The explanation for the seeming paradox of one platoon turning the tide against a superior enemy force lay, Major Williams said, in the artillery support he had received. The Rangers got that support primarily through one man, 1st Lt. Howard K. Kettlehut, a forward observer from CCR’s 56th Armored Field Artillery Battalion. The Rangers said Lieutenant Kettlehut was “the best man they ever worked with.” At one point this officer requested simultaneous support from almost every caliber of artillery in the American arsenal up to 8-inch and 240-mm. guns, a total of eighteen battalions. Lieutenant Kettlehut directed this fire not only to keep the Germans out of the hilltop positions but also to hem them in so that the infantry could destroy them with small arms and mortar fire. The key to his men’s resistance, Major Williams said, was artillery.

So certain was General Weaver that the back of the opposition in this sector had been broken that he ordered the remnants of CCR to withdraw from Bergstein during the night of 7 December. In the meantime, the 28th Infantry had renewed attempts to clear the woods south of

Page 463

Bergstein and had advanced almost to the southern exit of the village. No longer were the troops in Bergstein exposed to enemy fangs on any side.

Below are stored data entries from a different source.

//! Carts

pub mod engine;
pub mod errors;
pub mod models;
pub mod mutations;
mod retry;
pub mod store;

pub use engine::{CartEngine, PENDING_CART_KEY};
pub use errors::CartError;
pub use retry::retry_on_conflict;
pub use store::CartStore;
//! [`PgStore`] against a real Postgres started in Docker.
//!
//! One container is shared by the whole test binary; every test gets a
//! freshly migrated database of its own.

use chrono::{TimeDelta, Utc};
use diesel::{ExpressionMethods, QueryDsl};
use diesel_async::{AsyncConnection, AsyncPgConnection, RunQueryDsl};
use serde_json::Value;
use testcontainers::{ContainerAsync, ImageExt, runners::AsyncRunner};
use testcontainers_modules::postgres::Postgres as PostgresImage;
use testresult::TestResult;
use tokio::sync::OnceCell;
use uuid::Uuid;

use super::PgStore;
use crate::{
    app::{config::DatabaseConfig, db},
    auth::{NewUser, UserStore},
    orders::{OrderStatus, OrderStore},
    carts::{
        CartError, CartStore,
        models::{CartOwner, MergeOutcome},
    },
    schema::{categories, products, sessions},
    sessions::{SessionKey, SessionStore, default_session_ttl},
    store::MIGRATIONS,
};

const DB_USER: &str = "storefront_test";
const DB_PASSWORD: &str = "storefront_test_password";

struct SharedPostgres {
    _container: ContainerAsync<PostgresImage>,
    host: String,
    port: u16,
}

impl SharedPostgres {
    fn url(&self, database: &str) -> String {
        format!(
            "postgresql://{DB_USER}:{DB_PASSWORD}@{}:{}/{database}",
            self.host, self.port
        )
    }
}

static POSTGRES: OnceCell<SharedPostgres> = OnceCell::const_new();

async fn start_postgres() -> SharedPostgres {
    let container = PostgresImage::default()
        .with_user(DB_USER)
        .with_password(DB_PASSWORD)
        .with_db_name("storefront_test")
        .start()
        .await
        .expect("Failed to start PostgreSQL container");

    let port = container
        .get_host_port_ipv4(5432)
        .await
        .expect("Failed to get container port");
    let host =
        std::env::var("TESTCONTAINERS_HOST_OVERRIDE").unwrap_or_else(|_| "localhost".to_string());

    SharedPostgres {
        _container: container,
        host,
        port,
    }
}

/// A store over a new, fully migrated database.
async fn fresh_store() -> TestResult<PgStore> {
    let postgres = POSTGRES.get_or_init(start_postgres).await;
    let name = format!("storefront_{}", Uuid::new_v4().simple());

    let mut admin = AsyncPgConnection::establish(&postgres.url("postgres")).await?;
    diesel::sql_query(format!("CREATE DATABASE \"{name}\""))
        .execute(&mut admin)
        .await?;

    let url = postgres.url(&name);
    db::run_migrations_blocking(MIGRATIONS, &url).await?;
    let pool = db::create_pool(&DatabaseConfig {
        url,
        max_connections: 16,
    })
    .await?;

    Ok(PgStore::new(pool))
}

async fn insert_product(store: &PgStore, price_minor: i64) -> TestResult<i32> {
    let conn = &mut store.conn().await?;

    let category: i32 = diesel::insert_into(categories::table)
        .values(categories::name.eq("Tea"))
        .returning(categories::id)
        .get_result(conn)
        .await?;

    let product: i32 = diesel::insert_into(products::table)
        .values((
            products::category_id.eq(category),
            products::name.eq("Sencha"),
            products::price_minor.eq(price_minor),
            products::stock_quantity.eq(100),
        ))
        .returning(products::id)
        .get_result(conn)
        .await?;

    Ok(product)
}

async fn insert_user(store: &PgStore, email: &str) -> TestResult<i32> {
    let user = store
        .create_user(NewUser {
            email: email.to_string(),
            password_hash: "!".into(),
            phone_number: String::new(),
            address: String::new(),
            activation_token: Uuid::new_v4().simple().to_string(),
        })
        .await?;

    Ok(user.id)
}

async fn new_session(store: &PgStore) -> TestResult<SessionKey> {
    Ok(store
        .ensure_session(None, default_session_ttl())
        .await?
        .session
        .key)
}

async fn quantity_of(store: &PgStore, cart_id: i32, product_id: i32) -> TestResult<i32> {
    let (_, lines) = store.load_cart(cart_id).await?.ok_or("cart is gone")?;

    Ok(lines
        .iter()
        .filter(|line| line.item.product_id == product_id)
        .map(|line| line.item.quantity)
        .sum())
}

async fn expire(store: &PgStore, key: &SessionKey) -> TestResult {
    let conn = &mut store.conn().await?;

    diesel::update(sessions::table.find(key.as_str()))
        .set(sessions::expires_at.eq(Utc::now() - TimeDelta::seconds(1)))
        .execute(conn)
        .await?;

    Ok(())
}

#[tokio::test(flavor = "multi_thread", worker_threads = 4)]
async fn concurrent_adds_keep_every_unit() -> TestResult {
    const ADDS: i32 = 24;

    let store = fresh_store().await?;
    let product = insert_product(&store, 4_50).await?;
    let key = new_session(&store).await?;
    let cart_id = store.get_or_create_cart(&CartOwner::Session(key)).await?.id;

    let tasks: Vec<_> = (0..ADDS)
        .map(|_| {
            let store = store.clone();
            tokio::spawn(async move { store.add_item(cart_id, product, 1).await })
        })
        .collect();
    for task in tasks {
        task.await??;
    }

    let (stored, lines) = store.load_cart(cart_id).await?.ok_or("cart is gone")?;
    assert_eq!(lines.len(), 1);
    assert_eq!(lines[0].item.quantity, ADDS);
    assert_eq!(stored.total_minor, i64::from(ADDS) * 4_50);

    Ok(())
}

#[tokio::test(flavor = "multi_thread", worker_threads = 4)]
async fn merge_racing_an_add_on_its_source_loses_nothing() -> TestResult {
    let store = fresh_store().await?;
    let product = insert_product(&store, 1_00).await?;
    let user = insert_user(&store, "racer@example.com").await?;
    let destination = store.get_or_create_cart(&CartOwner::User(user)).await?.id;

    let mut expected = 0;
    for _ in 0..10 {
        let key = new_session(&store).await?;
        let source = store.get_or_create_cart(&CartOwner::Session(key)).await?.id;
        store.add_item(source, product, 2).await?;
        expected += 2;

        let merging = {
            let store = store.clone();
            tokio::spawn(async move { store.merge_carts(source, destination).await })
        };
        let adding = {
            let store = store.clone();
            tokio::spawn(async move { store.add_item(source, product, 3).await })
        };

        let merged = merging.await??;
        assert!(matches!(merged, MergeOutcome::Merged { .. }));

        match adding.await? {
            Ok(_) => expected += 3,
            Err(CartError::Conflict) => {}
            Err(other) => return Err(other.into()),
        }

        assert!(store.load_cart(source).await?.is_none());
        assert_eq!(quantity_of(&store, destination, product).await?, expected);
    }

    let (stored, _) = store
        .load_cart(destination)
        .await?
        .ok_or("cart is gone")?;
    assert_eq!(stored.total_minor, i64::from(expected) * 1_00);

    Ok(())
}

#[tokio::test]
async fn merging_a_merged_cart_again_finds_no_source() -> TestResult {
    let store = fresh_store().await?;
    let product = insert_product(&store, 1_00).await?;
    let user = insert_user(&store, "twice@example.com").await?;
    let destination = store.get_or_create_cart(&CartOwner::User(user)).await?;
    let key = new_session(&store).await?;
    let source = store.get_or_create_cart(&CartOwner::Session(key)).await?;
    store.add_item(source.id, product, 1).await?;

    let first = store.merge_carts(source.id, destination.id).await?;
    let second = store.merge_carts(source.id, destination.id).await?;

    assert!(matches!(first, MergeOutcome::Merged { moved: 1, .. }));
    assert!(matches!(second, MergeOutcome::SourceMissing));
    assert_eq!(quantity_of(&store, destination.id, product).await?, 1);

    Ok(())
}

#[tokio::test(flavor = "multi_thread", worker_threads = 4)]
async fn racing_cart_creation_yields_one_cart() -> TestResult {
    let store = fresh_store().await?;
    let user = insert_user(&store, "eager@example.com").await?;

    let tasks: Vec<_> = (0..12)
        .map(|_| {
            let store = store.clone();
            tokio::spawn(async move { store.get_or_create_cart(&CartOwner::User(user)).await })
        })
        .collect();

    let mut ids = Vec::new();
    for task in tasks {
        ids.push(task.await??.id);
    }

    ids.dedup();
    assert_eq!(ids.len(), 1);

    Ok(())
}

#[tokio::test]
async fn cart_for_a_missing_owner_conflicts() -> TestResult {
    let store = fresh_store().await?;

    let for_session = store
        .get_or_create_cart(&CartOwner::Session(SessionKey::mint()))
        .await;
    let for_user = store.get_or_create_cart(&CartOwner::User(9_999)).await;

    assert!(
        matches!(for_session, Err(CartError::Conflict)),
        "expected Conflict, got {for_session:?}"
    );
    assert!(
        matches!(for_user, Err(CartError::Conflict)),
        "expected Conflict, got {for_user:?}"
    );

    Ok(())
}

#[tokio::test]
async fn recompute_total_picks_up_price_changes() -> TestResult {
    let store = fresh_store().await?;
    let product = insert_product(&store, 4_50).await?;
    let key = new_session(&store).await?;
    let cart = store.get_or_create_cart(&CartOwner::Session(key)).await?;
    store.add_item(cart.id, product, 2).await?;

    {
        let conn = &mut store.conn().await?;
        diesel::update(products::table.find(product))
            .set(products::price_minor.eq(5_00))
            .execute(conn)
            .await?;
    }
    let (stale, _) = store.load_cart(cart.id).await?.ok_or("cart is gone")?;
    assert_eq!(stale.total_minor, 2 * 4_50);

    let fresh = store.recompute_total(cart.id).await?;

    assert_eq!(fresh.total_minor, 2 * 5_00);

    Ok(())
}

#[tokio::test]
async fn add_that_would_overflow_a_line_is_rejected() -> TestResult {
    let store = fresh_store().await?;
    let product = insert_product(&store, 1).await?;
    let key = new_session(&store).await?;
    let cart = store.get_or_create_cart(&CartOwner::Session(key)).await?;
    store.add_item(cart.id, product, i32::MAX).await?;

    let result = store.add_item(cart.id, product, 1).await;

    assert!(
        matches!(result, Err(CartError::InvalidArgument(_))),
        "expected InvalidArgument, got {result:?}"
    );
    assert_eq!(quantity_of(&store, cart.id, product).await?, i32::MAX);

    Ok(())
}

#[tokio::test]
async fn rotation_carries_data_and_cart_to_the_new_key() -> TestResult {
    let store = fresh_store().await?;
    let user = insert_user(&store, "rotated@example.com").await?;
    let key = new_session(&store).await?;
    store
        .set_session_value(&key, "theme", Value::from("dark"))
        .await?;
    let cart = store
        .get_or_create_cart(&CartOwner::Session(key.clone()))
        .await?;

    let rotated = store
        .rotate_session(&key, Some(user), default_session_ttl())
        .await?;

    assert_ne!(rotated, key);
    let moved = store
        .ensure_session(Some(&rotated), default_session_ttl())
        .await?;
    assert!(!moved.created);
    assert_eq!(moved.session.user_id, Some(user));
    assert_eq!(
        store.get_session_value(&rotated, "theme").await?,
        Some(Value::from("dark"))
    );
    assert_eq!(
        store
            .find_cart_by_owner(&CartOwner::Session(rotated))
            .await?
            .map(|cart| cart.id),
        Some(cart.id)
    );

    let stale = store.ensure_session(Some(&key), default_session_ttl()).await?;
    assert!(stale.created);

    Ok(())
}

#[tokio::test]
async fn expired_sessions_are_replaced_and_purged_with_their_carts() -> TestResult {
    let store = fresh_store().await?;
    let product = insert_product(&store, 1_00).await?;

    let revisited = new_session(&store).await?;
    let revisited_cart = store
        .get_or_create_cart(&CartOwner::Session(revisited.clone()))
        .await?;
    store.add_item(revisited_cart.id, product, 1).await?;
    expire(&store, &revisited).await?;

    let ensured = store
        .ensure_session(Some(&revisited), default_session_ttl())
        .await?;
    assert!(ensured.created);
    assert_ne!(ensured.session.key, revisited);
    assert!(store.load_cart(revisited_cart.id).await?.is_none());

    let abandoned = new_session(&store).await?;
    let abandoned_cart = store
        .get_or_create_cart(&CartOwner::Session(abandoned.clone()))
        .await?;
    expire(&store, &abandoned).await?;

    assert_eq!(store.purge_expired_sessions().await?, 1);
    assert!(store.load_cart(abandoned_cart.id).await?.is_none());
    let live = store
        .ensure_session(Some(&ensured.session.key), default_session_ttl())
        .await?;
    assert!(!live.created);

    Ok(())
}

#[tokio::test]
async fn activation_token_works_once() -> TestResult {
    let store = fresh_store().await?;
    let user = store
        .create_user(NewUser {
            email: "new@example.com".into(),
            password_hash: "!".into(),
            phone_number: String::new(),
            address: String::new(),
            activation_token: "secret".into(),
        })
        .await?;
    assert!(!user.is_active);

    assert!(store.activate_user(user.id, "wrong").await?.is_none());
    let activated = store.activate_user(user.id, "secret").await?;
    assert!(activated.is_some_and(|user| user.is_active));
    assert!(store.activate_user(user.id, "secret").await?.is_none());

    Ok(())
}

#[tokio::test]
async fn placing_an_order_snapshots_and_empties_the_cart() -> TestResult {
    let store = fresh_store().await?;
    let product = insert_product(&store, 2_50).await?;
    let user = insert_user(&store, "buyer@example.com").await?;
    let cart = store.get_or_create_cart(&CartOwner::User(user)).await?;
    store.add_item(cart.id, product, 4).await?;

    let order = store.place_order(user, cart.id).await?;

    assert_eq!(order.status, OrderStatus::Processing);
    assert_eq!(order.total_minor, 4 * 2_50);
    assert_eq!(order.items.len(), 1);
    let (emptied, lines) = store.load_cart(cart.id).await?.ok_or("cart is gone")?;
    assert!(lines.is_empty());
    assert_eq!(emptied.total_minor, 0);
    assert_eq!(store.orders_for_user(user).await?, vec![order]);

    let again = store.place_order(user, cart.id).await;
    assert!(
        matches!(again, Err(CartError::InvalidArgument(_))),
        "expected InvalidArgument, got {again:?}"
    );

    Ok(())
}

By nightfall of 8 December, General Weaver had adjusted his lines in order to free a battalion of the 13th Infantry. This battalion went up Castle Hill, and the Rangers came down. The engagement had been but a two-day fight for the 2nd Ranger Battalion, yet it had made up in intensity what it lacked in duration. The Rangers had lost more than a fourth of their original strength—107 men wounded, 19 killed, and 4 missing.

Anyone who stood atop Castle Hill and looked south could have predicted with a fair amount of certainty the direction of the next effort by troops of the V Corps. For from Castle Hill, one can see Schmidt, and beyond Schmidt, the waters of the Roer backed up behind the Roer River Dams. After a day or so of skirmishing the 8th Division would be overlooking the west bank of the Roer in the little angle formed by the Kall River and the Roer. Much farther to the north, troops of the Ninth Army earlier had closed to the river, and First Army’s VII Corps could not be denied much longer. Unless those dams could be breached from the air, somebody would have to take them in a ground attack. That somebody obviously would be the V Corps.

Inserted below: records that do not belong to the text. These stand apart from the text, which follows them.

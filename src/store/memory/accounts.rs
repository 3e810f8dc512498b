use anyhow::{Result, anyhow};
use async_trait::async_trait;
use chrono::{TimeDelta, Utc};
use serde_json::{Map, Value};

use super::MemoryStore;
use crate::{
    auth::{AuthError, AuthResult, NewUser, User, UserCredentials, UserStore},
    carts::models::CartOwner,
    sessions::{EnsuredSession, Session, SessionKey, SessionStore},
};

#[async_trait]
impl SessionStore for MemoryStore {
    async fn ensure_session(
        &self,
        key: Option<&SessionKey>,
        ttl: TimeDelta,
    ) -> Result<EnsuredSession> {
        let mut tables = self.tables();
        let now = Utc::now();

        if let Some(key) = key {
            match tables.sessions.get(key) {
                Some(session) if !session.is_expired(now) => {
                    return Ok(EnsuredSession {
                        session: session.clone(),
                        created: false,
                    });
                }
                Some(_) => tables.delete_session(key),
                None => {}
            }
        }

        let key = tables.mint_session_key();
        let session = Session {
            key: key.clone(),
            user_id: None,
            data: Map::new(),
            created_at: now,
            expires_at: now + ttl,
        };
        tables.sessions.insert(key, session.clone());

        Ok(EnsuredSession {
            session,
            created: true,
        })
    }

    async fn rotate_session(
        &self,
        key: &SessionKey,
        user_id: Option<i32>,
        ttl: TimeDelta,
    ) -> Result<SessionKey> {
        let mut tables = self.tables();
        let now = Utc::now();

        if let Some(user_id) = user_id {
            if !tables.users.contains_key(&user_id) {
                return Err(anyhow!("user {user_id} does not exist"));
            }
        }

        let live = tables
            .sessions
            .get(key)
            .is_some_and(|session| !session.is_expired(now));
        if !live {
            return Err(anyhow!("session does not exist"));
        }

        let new_key = tables.mint_session_key();
        let mut session = tables
            .sessions
            .remove(key)
            .ok_or_else(|| anyhow!("session does not exist"))?;
        session.key = new_key.clone();
        session.user_id = user_id;
        session.expires_at = now + ttl;
        tables.sessions.insert(new_key.clone(), session);

        for cart in tables.carts.values_mut() {
            if matches!(&cart.owner, CartOwner::Session(owner) if owner == key) {
                cart.owner = CartOwner::Session(new_key.clone());
            }
        }

        Ok(new_key)
    }

    async fn get_session_value(&self, key: &SessionKey, name: &str) -> Result<Option<Value>> {
        Ok(self
            .tables()
            .sessions
            .get(key)
            .and_then(|session| session.data.get(name).cloned()))
    }

    async fn set_session_value(&self, key: &SessionKey, name: &str, value: Value) -> Result<()> {
        let mut tables = self.tables();

        let session = tables
            .sessions
            .get_mut(key)
            .ok_or_else(|| anyhow!("session does not exist"))?;
        session.data.insert(name.to_string(), value);

        Ok(())
    }

    async fn take_session_value(&self, key: &SessionKey, name: &str) -> Result<Option<Value>> {
        Ok(self
            .tables()
            .sessions
            .get_mut(key)
            .and_then(|session| session.data.remove(name)))
    }

    async fn delete_session(&self, key: &SessionKey) -> Result<()> {
        self.tables().delete_session(key);
        Ok(())
    }

    async fn purge_expired_sessions(&self) -> Result<u64> {
        let mut tables = self.tables();
        let now = Utc::now();

        let expired: Vec<SessionKey> = tables
            .sessions
            .values()
            .filter(|session| session.is_expired(now))
            .map(|session| session.key.clone())
            .collect();
        for key in &expired {
            tables.delete_session(key);
        }

        Ok(expired.len() as u64)
    }
}

#[async_trait]
impl UserStore for MemoryStore {
    async fn create_user(&self, new: NewUser) -> AuthResult<User> {
        let mut tables = self.tables();

        if tables
            .users
            .values()
            .any(|credentials| credentials.user.email == new.email)
        {
            return Err(AuthError::EmailTaken);
        }

        let user = User {
            id: tables.next_id(),
            email: new.email,
            phone_number: new.phone_number,
            address: new.address,
            is_active: false,
            created_at: Utc::now(),
        };
        tables
            .activation_tokens
            .insert(user.id, new.activation_token);
        tables.users.insert(
            user.id,
            UserCredentials {
                user: user.clone(),
                password_hash: new.password_hash,
            },
        );

        Ok(user)
    }

    async fn find_user(&self, id: i32) -> Result<Option<User>> {
        Ok(self
            .tables()
            .users
            .get(&id)
            .map(|credentials| credentials.user.clone()))
    }

    async fn find_user_by_email(&self, email: &str) -> Result<Option<UserCredentials>> {
        Ok(self
            .tables()
            .users
            .values()
            .find(|credentials| credentials.user.email == email)
            .cloned())
    }

    async fn activate_user(&self, id: i32, token: &str) -> Result<Option<User>> {
        let mut tables = self.tables();

        if tables.activation_tokens.get(&id).map(String::as_str) != Some(token) {
            return Ok(None);
        }

        let Some(credentials) = tables.users.get_mut(&id) else {
            return Ok(None);
        };
        credentials.user.is_active = true;
        let user = credentials.user.clone();
        tables.activation_tokens.remove(&id);

        Ok(Some(user))
    }

    async fn delete_user(&self, id: i32) -> Result<bool> {
        let mut tables = self.tables();

        if tables.users.remove(&id).is_none() {
            return Ok(false);
        }
        tables.activation_tokens.remove(&id);

        let sessions: Vec<SessionKey> = tables
            .sessions
            .values()
            .filter(|session| session.user_id == Some(id))
            .map(|session| session.key.clone())
            .collect();
        for key in &sessions {
            tables.delete_session(key);
        }

        tables.delete_carts_where(|owner| *owner == CartOwner::User(id));
        tables.orders.retain(|_, order| order.user_id != id);

        Ok(true)
    }
}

“You can say,” said one officer of the 8th Division, “that we got to the Roer River by sheer guts.”49 A look at the casualty figures would bear him out. Total losses for the 8th Division, the 5th Armored Division’s CCR, and the 2nd Ranger Battalion were nearly 4,000, including approximately 1,200 felled by exposure or combat exhaustion. The 8th Division (and its attachments) would go down in the book as another victim of the Hürtgen Forest.